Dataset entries
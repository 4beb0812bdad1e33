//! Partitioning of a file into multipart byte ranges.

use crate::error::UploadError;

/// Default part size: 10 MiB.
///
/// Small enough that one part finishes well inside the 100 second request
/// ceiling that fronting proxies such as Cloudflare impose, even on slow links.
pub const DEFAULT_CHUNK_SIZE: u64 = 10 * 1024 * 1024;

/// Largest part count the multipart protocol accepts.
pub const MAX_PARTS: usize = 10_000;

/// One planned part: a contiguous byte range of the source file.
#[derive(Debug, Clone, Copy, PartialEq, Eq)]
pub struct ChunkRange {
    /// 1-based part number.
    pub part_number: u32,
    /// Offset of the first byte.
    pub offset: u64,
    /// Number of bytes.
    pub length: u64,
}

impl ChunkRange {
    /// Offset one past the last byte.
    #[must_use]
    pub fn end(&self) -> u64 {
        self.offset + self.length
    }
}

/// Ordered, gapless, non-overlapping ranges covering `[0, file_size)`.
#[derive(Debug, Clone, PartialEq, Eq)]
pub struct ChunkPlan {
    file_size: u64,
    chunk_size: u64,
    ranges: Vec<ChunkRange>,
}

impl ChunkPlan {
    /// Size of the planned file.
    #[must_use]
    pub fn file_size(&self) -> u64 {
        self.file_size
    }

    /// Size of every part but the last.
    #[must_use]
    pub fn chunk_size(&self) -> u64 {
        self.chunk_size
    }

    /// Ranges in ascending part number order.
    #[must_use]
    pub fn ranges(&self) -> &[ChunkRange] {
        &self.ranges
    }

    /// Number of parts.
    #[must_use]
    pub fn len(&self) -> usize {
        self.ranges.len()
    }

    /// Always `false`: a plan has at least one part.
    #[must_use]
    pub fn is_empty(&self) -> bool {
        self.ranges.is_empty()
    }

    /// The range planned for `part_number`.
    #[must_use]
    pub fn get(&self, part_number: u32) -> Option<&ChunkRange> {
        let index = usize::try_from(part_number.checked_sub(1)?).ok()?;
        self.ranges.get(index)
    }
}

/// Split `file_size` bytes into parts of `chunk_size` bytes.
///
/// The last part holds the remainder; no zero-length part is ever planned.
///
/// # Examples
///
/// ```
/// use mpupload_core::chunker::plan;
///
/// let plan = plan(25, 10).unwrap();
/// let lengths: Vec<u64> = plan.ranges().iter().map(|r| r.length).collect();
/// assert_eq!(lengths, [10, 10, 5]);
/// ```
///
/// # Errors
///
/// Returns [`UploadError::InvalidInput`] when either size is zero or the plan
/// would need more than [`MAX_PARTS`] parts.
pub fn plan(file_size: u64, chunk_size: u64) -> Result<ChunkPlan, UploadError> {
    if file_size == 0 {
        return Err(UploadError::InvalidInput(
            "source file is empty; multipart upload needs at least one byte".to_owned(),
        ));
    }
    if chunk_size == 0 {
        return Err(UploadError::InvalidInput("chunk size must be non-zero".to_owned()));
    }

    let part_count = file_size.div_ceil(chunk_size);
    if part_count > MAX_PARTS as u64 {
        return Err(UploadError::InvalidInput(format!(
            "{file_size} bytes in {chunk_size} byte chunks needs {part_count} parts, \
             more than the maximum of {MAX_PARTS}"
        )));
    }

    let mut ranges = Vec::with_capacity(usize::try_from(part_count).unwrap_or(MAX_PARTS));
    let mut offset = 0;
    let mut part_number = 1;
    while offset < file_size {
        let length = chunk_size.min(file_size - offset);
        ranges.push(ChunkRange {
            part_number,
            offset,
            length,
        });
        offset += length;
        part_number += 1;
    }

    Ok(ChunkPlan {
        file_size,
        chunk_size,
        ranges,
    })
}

...

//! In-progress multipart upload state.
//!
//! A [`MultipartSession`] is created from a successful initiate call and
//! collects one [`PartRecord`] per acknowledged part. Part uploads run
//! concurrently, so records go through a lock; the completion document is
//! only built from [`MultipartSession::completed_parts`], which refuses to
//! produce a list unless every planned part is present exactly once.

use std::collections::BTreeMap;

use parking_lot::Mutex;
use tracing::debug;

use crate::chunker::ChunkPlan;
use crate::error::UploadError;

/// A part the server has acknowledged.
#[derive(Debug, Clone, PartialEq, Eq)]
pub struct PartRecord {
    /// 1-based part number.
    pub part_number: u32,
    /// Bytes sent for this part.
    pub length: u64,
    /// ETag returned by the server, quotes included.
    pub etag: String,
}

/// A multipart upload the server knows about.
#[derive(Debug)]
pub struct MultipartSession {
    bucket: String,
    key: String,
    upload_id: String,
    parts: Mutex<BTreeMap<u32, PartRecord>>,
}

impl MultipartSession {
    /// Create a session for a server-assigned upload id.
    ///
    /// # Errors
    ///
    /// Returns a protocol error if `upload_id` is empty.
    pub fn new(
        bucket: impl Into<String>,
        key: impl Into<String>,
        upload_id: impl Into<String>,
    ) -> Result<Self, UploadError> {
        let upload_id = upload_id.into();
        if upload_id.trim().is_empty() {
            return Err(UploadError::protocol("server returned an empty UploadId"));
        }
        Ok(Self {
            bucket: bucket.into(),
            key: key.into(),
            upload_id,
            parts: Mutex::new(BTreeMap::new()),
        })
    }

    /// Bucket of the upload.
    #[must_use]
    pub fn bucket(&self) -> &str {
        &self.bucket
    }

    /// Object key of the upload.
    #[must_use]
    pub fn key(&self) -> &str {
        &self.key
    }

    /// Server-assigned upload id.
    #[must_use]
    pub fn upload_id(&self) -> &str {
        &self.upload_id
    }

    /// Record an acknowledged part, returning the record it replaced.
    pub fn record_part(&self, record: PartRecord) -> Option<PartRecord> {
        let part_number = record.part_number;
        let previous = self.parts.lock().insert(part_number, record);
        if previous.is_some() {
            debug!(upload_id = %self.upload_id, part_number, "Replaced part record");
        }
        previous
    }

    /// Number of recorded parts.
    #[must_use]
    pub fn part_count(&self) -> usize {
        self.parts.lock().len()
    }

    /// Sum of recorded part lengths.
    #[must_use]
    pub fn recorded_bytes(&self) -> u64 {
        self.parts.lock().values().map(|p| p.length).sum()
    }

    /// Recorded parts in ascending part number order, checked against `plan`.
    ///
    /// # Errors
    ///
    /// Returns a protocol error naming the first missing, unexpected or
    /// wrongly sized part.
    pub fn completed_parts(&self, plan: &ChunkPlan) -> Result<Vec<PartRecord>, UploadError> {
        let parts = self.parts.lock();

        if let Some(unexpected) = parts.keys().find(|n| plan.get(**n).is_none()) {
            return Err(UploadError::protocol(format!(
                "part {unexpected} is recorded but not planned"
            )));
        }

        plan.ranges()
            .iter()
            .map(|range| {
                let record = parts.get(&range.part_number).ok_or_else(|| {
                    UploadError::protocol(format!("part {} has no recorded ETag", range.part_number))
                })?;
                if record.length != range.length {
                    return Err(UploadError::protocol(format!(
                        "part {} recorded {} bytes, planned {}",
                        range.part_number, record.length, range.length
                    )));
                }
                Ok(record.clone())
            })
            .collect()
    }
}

==

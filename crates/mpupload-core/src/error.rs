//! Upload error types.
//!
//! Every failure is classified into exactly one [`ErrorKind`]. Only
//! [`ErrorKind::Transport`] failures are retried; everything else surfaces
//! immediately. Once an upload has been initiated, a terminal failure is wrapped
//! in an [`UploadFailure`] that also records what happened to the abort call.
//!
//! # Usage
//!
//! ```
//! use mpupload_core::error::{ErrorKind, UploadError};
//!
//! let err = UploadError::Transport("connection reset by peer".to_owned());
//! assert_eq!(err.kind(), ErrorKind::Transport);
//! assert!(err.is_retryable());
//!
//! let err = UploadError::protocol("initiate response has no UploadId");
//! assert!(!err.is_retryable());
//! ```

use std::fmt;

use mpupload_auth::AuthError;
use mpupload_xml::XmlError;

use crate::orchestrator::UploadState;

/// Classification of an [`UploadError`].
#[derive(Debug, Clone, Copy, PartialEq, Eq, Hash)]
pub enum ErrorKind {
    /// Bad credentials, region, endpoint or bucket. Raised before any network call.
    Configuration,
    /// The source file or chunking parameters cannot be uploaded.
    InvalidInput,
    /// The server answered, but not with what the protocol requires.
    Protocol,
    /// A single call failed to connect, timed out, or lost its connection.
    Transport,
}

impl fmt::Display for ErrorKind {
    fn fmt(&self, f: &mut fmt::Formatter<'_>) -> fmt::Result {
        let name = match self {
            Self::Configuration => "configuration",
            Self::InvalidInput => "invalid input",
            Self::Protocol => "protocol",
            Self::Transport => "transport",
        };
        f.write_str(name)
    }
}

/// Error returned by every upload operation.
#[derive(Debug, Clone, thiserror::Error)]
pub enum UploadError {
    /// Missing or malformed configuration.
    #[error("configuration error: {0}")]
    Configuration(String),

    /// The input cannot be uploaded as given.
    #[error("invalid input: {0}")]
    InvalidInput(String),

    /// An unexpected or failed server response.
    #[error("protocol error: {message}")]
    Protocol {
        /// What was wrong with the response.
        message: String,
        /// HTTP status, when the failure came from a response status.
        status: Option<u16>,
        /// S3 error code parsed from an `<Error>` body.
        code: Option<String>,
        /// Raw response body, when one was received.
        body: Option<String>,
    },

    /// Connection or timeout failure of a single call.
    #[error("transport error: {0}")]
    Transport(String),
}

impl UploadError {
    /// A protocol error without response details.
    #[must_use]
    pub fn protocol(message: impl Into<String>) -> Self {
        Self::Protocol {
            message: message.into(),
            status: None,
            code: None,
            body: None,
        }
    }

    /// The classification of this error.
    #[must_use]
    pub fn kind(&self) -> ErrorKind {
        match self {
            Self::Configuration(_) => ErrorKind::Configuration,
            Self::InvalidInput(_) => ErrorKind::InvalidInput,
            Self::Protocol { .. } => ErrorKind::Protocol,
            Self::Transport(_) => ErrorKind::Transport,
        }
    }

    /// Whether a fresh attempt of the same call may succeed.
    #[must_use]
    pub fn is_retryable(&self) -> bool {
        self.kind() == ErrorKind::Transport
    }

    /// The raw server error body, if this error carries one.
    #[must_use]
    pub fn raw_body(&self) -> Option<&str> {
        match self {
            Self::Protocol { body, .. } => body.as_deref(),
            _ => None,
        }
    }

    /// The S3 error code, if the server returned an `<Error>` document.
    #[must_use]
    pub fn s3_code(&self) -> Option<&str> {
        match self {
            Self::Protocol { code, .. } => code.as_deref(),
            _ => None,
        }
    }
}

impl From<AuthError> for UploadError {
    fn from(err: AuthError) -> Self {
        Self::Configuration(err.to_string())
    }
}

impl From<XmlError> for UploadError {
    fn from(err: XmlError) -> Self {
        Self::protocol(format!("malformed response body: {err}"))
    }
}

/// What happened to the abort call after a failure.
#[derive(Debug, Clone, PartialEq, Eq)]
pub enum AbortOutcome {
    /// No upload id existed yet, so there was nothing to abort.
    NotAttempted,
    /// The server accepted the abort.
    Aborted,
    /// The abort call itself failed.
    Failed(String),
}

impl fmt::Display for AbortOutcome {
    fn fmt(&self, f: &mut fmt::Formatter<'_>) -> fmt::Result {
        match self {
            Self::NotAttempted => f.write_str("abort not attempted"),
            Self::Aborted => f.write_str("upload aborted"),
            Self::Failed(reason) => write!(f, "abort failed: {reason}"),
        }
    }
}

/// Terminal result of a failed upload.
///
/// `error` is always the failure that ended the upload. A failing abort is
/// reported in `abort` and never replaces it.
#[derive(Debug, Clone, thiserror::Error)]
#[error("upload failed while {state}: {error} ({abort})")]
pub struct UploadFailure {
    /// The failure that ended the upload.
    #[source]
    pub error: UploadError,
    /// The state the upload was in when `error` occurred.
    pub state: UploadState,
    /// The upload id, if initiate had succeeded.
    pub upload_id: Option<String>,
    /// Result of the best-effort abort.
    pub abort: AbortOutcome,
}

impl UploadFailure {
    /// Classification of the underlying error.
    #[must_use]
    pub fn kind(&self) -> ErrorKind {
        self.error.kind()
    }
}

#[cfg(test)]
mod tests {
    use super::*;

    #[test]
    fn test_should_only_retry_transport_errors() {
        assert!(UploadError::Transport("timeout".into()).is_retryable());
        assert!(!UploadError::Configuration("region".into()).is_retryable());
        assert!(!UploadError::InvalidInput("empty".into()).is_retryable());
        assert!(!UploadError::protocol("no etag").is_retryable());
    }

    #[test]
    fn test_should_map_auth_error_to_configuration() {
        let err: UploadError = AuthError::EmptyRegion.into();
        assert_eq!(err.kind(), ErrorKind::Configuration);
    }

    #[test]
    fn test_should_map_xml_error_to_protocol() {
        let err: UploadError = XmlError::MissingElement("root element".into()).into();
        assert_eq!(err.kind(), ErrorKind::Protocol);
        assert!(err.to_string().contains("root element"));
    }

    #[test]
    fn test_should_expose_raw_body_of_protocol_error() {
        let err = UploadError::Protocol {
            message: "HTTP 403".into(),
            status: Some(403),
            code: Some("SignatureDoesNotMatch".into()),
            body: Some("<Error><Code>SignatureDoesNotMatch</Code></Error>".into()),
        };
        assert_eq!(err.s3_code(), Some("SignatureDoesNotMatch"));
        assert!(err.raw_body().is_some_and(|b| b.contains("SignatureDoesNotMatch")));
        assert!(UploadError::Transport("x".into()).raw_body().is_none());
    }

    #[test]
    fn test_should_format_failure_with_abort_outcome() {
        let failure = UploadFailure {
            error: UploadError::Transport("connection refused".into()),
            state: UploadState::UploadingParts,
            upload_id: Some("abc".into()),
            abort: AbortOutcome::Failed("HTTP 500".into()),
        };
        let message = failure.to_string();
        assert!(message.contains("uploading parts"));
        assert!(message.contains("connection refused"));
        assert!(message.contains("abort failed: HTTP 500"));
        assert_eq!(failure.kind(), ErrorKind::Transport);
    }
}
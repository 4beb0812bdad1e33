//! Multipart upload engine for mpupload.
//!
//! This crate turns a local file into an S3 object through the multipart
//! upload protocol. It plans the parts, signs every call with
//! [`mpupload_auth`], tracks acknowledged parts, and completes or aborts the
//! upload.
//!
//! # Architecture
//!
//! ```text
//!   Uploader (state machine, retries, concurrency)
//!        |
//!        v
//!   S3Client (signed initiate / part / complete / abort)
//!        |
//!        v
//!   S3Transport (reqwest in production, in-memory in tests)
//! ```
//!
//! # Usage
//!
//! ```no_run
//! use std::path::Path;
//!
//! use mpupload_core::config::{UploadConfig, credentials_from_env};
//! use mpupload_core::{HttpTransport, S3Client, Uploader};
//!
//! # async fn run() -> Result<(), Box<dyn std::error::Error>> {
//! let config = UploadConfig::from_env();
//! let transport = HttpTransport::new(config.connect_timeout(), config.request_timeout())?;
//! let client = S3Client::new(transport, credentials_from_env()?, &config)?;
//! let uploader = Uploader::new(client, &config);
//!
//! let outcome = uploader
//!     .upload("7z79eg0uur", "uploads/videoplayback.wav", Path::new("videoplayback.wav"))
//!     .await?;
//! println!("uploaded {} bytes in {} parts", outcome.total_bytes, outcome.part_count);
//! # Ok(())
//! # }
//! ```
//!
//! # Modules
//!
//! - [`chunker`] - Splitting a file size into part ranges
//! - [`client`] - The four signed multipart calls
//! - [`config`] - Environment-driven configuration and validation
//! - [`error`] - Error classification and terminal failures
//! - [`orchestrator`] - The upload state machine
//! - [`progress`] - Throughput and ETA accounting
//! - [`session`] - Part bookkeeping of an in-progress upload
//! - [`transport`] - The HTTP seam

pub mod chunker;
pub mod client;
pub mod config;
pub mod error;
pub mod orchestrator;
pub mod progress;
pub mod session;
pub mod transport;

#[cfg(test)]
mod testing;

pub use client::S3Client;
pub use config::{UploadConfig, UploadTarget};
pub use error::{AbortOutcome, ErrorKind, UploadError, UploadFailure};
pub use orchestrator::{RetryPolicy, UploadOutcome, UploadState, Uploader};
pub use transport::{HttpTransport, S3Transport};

ACTIVITY
After checking the entries, state how many lines contain "previous", and write nothing but the number.

SOLUTION
3